TASK ITEM :: Reading through the lines below, count those that include the string "bids"; the answer is that number and nothing else.

GIVEN INFORMATION ::
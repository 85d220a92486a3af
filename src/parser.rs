//! Parser module for REST snapshots and stream messages
//!
//! Handles deserialization of depth snapshots, trades, klines and the
//! supported-symbol list. Numeric fields are accepted either as JSON
//! strings (exchange format) or as plain numbers (backend proxy format).

use chrono::{DateTime, TimeZone, Utc};
use rust_decimal::Decimal;
use serde::{Deserialize, Deserializer};
use std::str::FromStr;

use crate::candles::CandlePoint;
use crate::trades::TradeTick;

/// Price level (price, quantity pair)
#[derive(Debug, Clone, PartialEq, Eq)]
pub struct PriceLevel {
    pub price: Decimal,
    pub quantity: Decimal,
}

/// Full order book snapshot, from REST or the depth stream
#[derive(Debug, Clone, Default, PartialEq, Eq, Deserialize)]
pub struct DepthSnapshot {
    /// Last update ID; the depth stream may omit it
    #[serde(rename = "lastUpdateId", default)]
    pub last_update_id: Option<u64>,

    #[serde(deserialize_with = "deserialize_price_levels")]
    pub bids: Vec<PriceLevel>,

    #[serde(deserialize_with = "deserialize_price_levels")]
    pub asks: Vec<PriceLevel>,
}

/// Trade push event
#[derive(Debug, Clone, Deserialize)]
pub struct TradeEvent {
    /// Price
    #[serde(rename = "p", deserialize_with = "deserialize_decimal")]
    pub price: Decimal,

    /// Quantity
    #[serde(rename = "q", deserialize_with = "deserialize_decimal")]
    pub quantity: Decimal,

    /// Trade time (milliseconds)
    #[serde(rename = "T")]
    pub trade_time: i64,

    /// Is buyer maker
    #[serde(rename = "m")]
    pub is_buyer_maker: bool,
}

/// Kline push event
#[derive(Debug, Clone, Deserialize)]
pub struct KlineEvent {
    #[serde(rename = "k")]
    pub kline: KlineData,
}

#[derive(Debug, Clone, Deserialize)]
pub struct KlineData {
    /// Bucket open time (milliseconds)
    #[serde(rename = "t")]
    pub open_time: i64,
    #[serde(rename = "o", deserialize_with = "deserialize_decimal")]
    pub open: Decimal,
    #[serde(rename = "h", deserialize_with = "deserialize_decimal")]
    pub high: Decimal,
    #[serde(rename = "l", deserialize_with = "deserialize_decimal")]
    pub low: Decimal,
    #[serde(rename = "c", deserialize_with = "deserialize_decimal")]
    pub close: Decimal,
}

/// Trade row from the REST trades endpoint
#[derive(Debug, Clone, Deserialize)]
pub struct RestTrade {
    #[serde(deserialize_with = "deserialize_decimal")]
    pub price: Decimal,
    #[serde(deserialize_with = "deserialize_decimal")]
    pub qty: Decimal,
    pub time: i64,
    #[serde(rename = "isBuyerMaker")]
    pub is_buyer_maker: bool,
}

#[derive(Debug, Clone, Deserialize)]
pub struct TradesResponse {
    pub trades: Vec<RestTrade>,
}

/// One `[openTime, open, high, low, close, ...]` row from the klines endpoint
#[derive(Debug, Clone)]
pub struct KlineRow(pub CandlePoint);

#[derive(Debug, Clone, Deserialize)]
pub struct SymbolsResponse {
    pub symbols: Vec<SymbolEntry>,
}

#[derive(Debug, Clone, Deserialize)]
pub struct SymbolEntry {
    pub symbol: String,
}

/// Combined stream message wrapper
#[derive(Debug, Clone, Deserialize)]
pub struct StreamMessage {
    /// Stream name
    pub stream: String,

    /// Data payload
    pub data: serde_json::Value,
}

/// Parsed stream message
#[derive(Debug, Clone)]
pub enum ParsedMessage {
    Depth(DepthSnapshot),
    Trade(TradeTick),
    Kline(CandlePoint),
    Unknown(String),
}

impl ParsedMessage {
    /// Parse a raw stream message
    pub fn parse(raw: &str) -> Result<Self, serde_json::Error> {
        let value: serde_json::Value = serde_json::from_str(raw)?;

        // Combined streams wrap the payload with its stream name
        if let Ok(stream_msg) = serde_json::from_value::<StreamMessage>(value.clone()) {
            return Self::parse_value(stream_msg.data);
        }

        Self::parse_value(value)
    }

    fn parse_value(value: serde_json::Value) -> Result<Self, serde_json::Error> {
        if value.get("k").is_some() {
            let event: KlineEvent = serde_json::from_value(value)?;
            return Ok(ParsedMessage::Kline(event.into()));
        }

        if value.get("bids").is_some() && value.get("asks").is_some() {
            let depth: DepthSnapshot = serde_json::from_value(value)?;
            return Ok(ParsedMessage::Depth(depth));
        }

        if value.get("p").is_some() && value.get("T").is_some() {
            let event: TradeEvent = serde_json::from_value(value)?;
            return Ok(ParsedMessage::Trade(event.try_into()?));
        }

        Ok(ParsedMessage::Unknown(value.to_string()))
    }
}

impl TryFrom<TradeEvent> for TradeTick {
    type Error = serde_json::Error;

    fn try_from(event: TradeEvent) -> Result<Self, Self::Error> {
        Ok(TradeTick {
            price: event.price,
            amount: event.quantity,
            time: millis_to_utc(event.trade_time)?,
            is_buyer_maker: event.is_buyer_maker,
        })
    }
}

impl TryFrom<RestTrade> for TradeTick {
    type Error = serde_json::Error;

    fn try_from(row: RestTrade) -> Result<Self, Self::Error> {
        Ok(TradeTick {
            price: row.price,
            amount: row.qty,
            time: millis_to_utc(row.time)?,
            is_buyer_maker: row.is_buyer_maker,
        })
    }
}

impl From<KlineEvent> for CandlePoint {
    fn from(event: KlineEvent) -> Self {
        let k = event.kline;
        CandlePoint {
            time: millis_to_bucket(k.open_time),
            open: k.open,
            high: k.high,
            low: k.low,
            close: k.close,
        }
    }
}

impl<'de> Deserialize<'de> for KlineRow {
    fn deserialize<D>(deserializer: D) -> Result<Self, D::Error>
    where
        D: Deserializer<'de>,
    {
        let row: Vec<serde_json::Value> = Deserialize::deserialize(deserializer)?;
        if row.len() < 5 {
            return Err(serde::de::Error::custom("Invalid kline row format"));
        }

        let open_time = row[0]
            .as_i64()
            .ok_or_else(|| serde::de::Error::custom("Invalid kline open time"))?;
        let field = |idx: usize| -> Result<Decimal, D::Error> {
            DecimalWire::deserialize(&row[idx])
                .map_err(serde::de::Error::custom)?
                .into_decimal()
                .map_err(serde::de::Error::custom)
        };

        Ok(KlineRow(CandlePoint {
            time: millis_to_bucket(open_time),
            open: field(1)?,
            high: field(2)?,
            low: field(3)?,
            close: field(4)?,
        }))
    }
}

/// Bucket start in unix seconds for an exchange open time in milliseconds
pub fn millis_to_bucket(ms: i64) -> i64 {
    ms.div_euclid(1000)
}

fn millis_to_utc(ms: i64) -> Result<DateTime<Utc>, serde_json::Error> {
    Utc.timestamp_millis_opt(ms)
        .single()
        .ok_or_else(|| serde::de::Error::custom(format!("Invalid timestamp: {}", ms)))
}

/// Decimal that arrived as a JSON string or number
#[derive(Deserialize)]
#[serde(untagged)]
enum DecimalWire {
    Text(String),
    Number(serde_json::Number),
}

impl DecimalWire {
    fn into_decimal(self) -> Result<Decimal, rust_decimal::Error> {
        let text = match self {
            DecimalWire::Text(s) => s,
            DecimalWire::Number(n) => n.to_string(),
        };
        Decimal::from_str(&text).or_else(|_| Decimal::from_scientific(&text))
    }
}

/// Custom deserializer for Decimal from string or number
fn deserialize_decimal<'de, D>(deserializer: D) -> Result<Decimal, D::Error>
where
    D: Deserializer<'de>,
{
    DecimalWire::deserialize(deserializer)?
        .into_decimal()
        .map_err(serde::de::Error::custom)
}

/// Custom deserializer for price levels from array of pairs
fn deserialize_price_levels<'de, D>(deserializer: D) -> Result<Vec<PriceLevel>, D::Error>
where
    D: Deserializer<'de>,
{
    let raw: Vec<Vec<DecimalWire>> = Deserialize::deserialize(deserializer)?;
    raw.into_iter()
        .map(|pair| {
            let mut values = pair.into_iter();
            match (values.next(), values.next()) {
                (Some(price), Some(quantity)) => Ok(PriceLevel {
                    price: price.into_decimal().map_err(serde::de::Error::custom)?,
                    quantity: quantity.into_decimal().map_err(serde::de::Error::custom)?,
                }),
                _ => Err(serde::de::Error::custom("Invalid price level format")),
            }
        })
        .collect()
}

EXERCISE ANSWER :: 2